Tabachnick and Fiddell (2013) also stated that the third way outliers occur is through a participant that is not in your intended sample, being a member of sampled population. This issue was eradicated by the selection criteria of the NGB staff and additionally by the contact method used via the individual’s personalised emails, which meant that an unintended response was not possible. Results were only received from intended participants, but the distribution across the sample itself included some extreme values, as well as, the predominantly normal distribution.
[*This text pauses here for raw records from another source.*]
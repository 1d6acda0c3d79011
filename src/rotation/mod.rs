//! Proxy selection strategies and rotation
//!
//! This module decides which proxy a request gets, combining the health
//! tracker's live view, the time-bounded exclusion set, and a pluggable
//! ordering strategy.

mod exclusion;
mod least_recently_used;
mod round_robin;
mod selector;

pub use exclusion::ExclusionSet;
pub use least_recently_used::LeastRecentlyUsedPicker;
pub use round_robin::RoundRobinPicker;
pub use selector::ProxySelector;

use crate::models::ProxyRecord;

/// Strategy types for proxy rotation
#[derive(Debug, Clone, Copy, PartialEq, Eq, Default)]
pub enum RotationStrategy {
    #[default]
    LeastRecentlyUsed,
    RoundRobin,
}

impl RotationStrategy {
    pub fn from_str(s: &str) -> Self {
        match s.to_lowercase().as_str() {
            "round_robin" | "roundrobin" | "round-robin" => Self::RoundRobin,
            _ => Self::LeastRecentlyUsed,
        }
    }

    pub fn as_str(&self) -> &'static str {
        match self {
            Self::LeastRecentlyUsed => "least_recently_used",
            Self::RoundRobin => "round_robin",
        }
    }
}

/// Trait for proxy ordering strategies
///
/// A picker chooses one proxy from an already-filtered candidate list;
/// filtering (status, error threshold, exclusions) happens in the selector.
pub trait ProxyPicker: Send + Sync {
    /// Pick a proxy from the candidates, or `None` when the list is empty
    fn pick(&self, candidates: &[ProxyRecord]) -> Option<ProxyRecord>;

    /// Get the strategy name
    fn strategy_name(&self) -> &'static str;
}

/// Create a picker based on the strategy type
pub fn create_picker(strategy: RotationStrategy) -> Box<dyn ProxyPicker> {
    match strategy {
        RotationStrategy::LeastRecentlyUsed => Box::new(LeastRecentlyUsedPicker::new()),
        RotationStrategy::RoundRobin => Box::new(RoundRobinPicker::new()),
    }
}

#[cfg(test)]
mod tests {
    use super::*;

    #[test]
    fn test_rotation_strategy_from_str() {
        assert_eq!(
            RotationStrategy::from_str("round_robin"),
            RotationStrategy::RoundRobin
        );
        assert_eq!(
            RotationStrategy::from_str("round-robin"),
            RotationStrategy::RoundRobin
        );
        assert_eq!(
            RotationStrategy::from_str("least_recently_used"),
            RotationStrategy::LeastRecentlyUsed
        );
        assert_eq!(
            RotationStrategy::from_str("unknown"),
            RotationStrategy::LeastRecentlyUsed
        );
    }

    #[test]
    fn test_create_picker_strategy_name() {
        assert_eq!(
            create_picker(RotationStrategy::LeastRecentlyUsed).strategy_name(),
            "least_recently_used"
        );
        assert_eq!(
            create_picker(RotationStrategy::RoundRobin).strategy_name(),
            "round_robin"
        );
    }
}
This could be since
individuals from the selected population, had a range of experiences, alongside other organisational or personal factors that may have influenced the scores. This resulted in some individuals not having opinions or viewpoints that fell within the normal distribution. For example, some NGBs were not part of the London 2012 Games, meaning their attitudes and opinions were different, compared to the typically normal responses seen within the data set.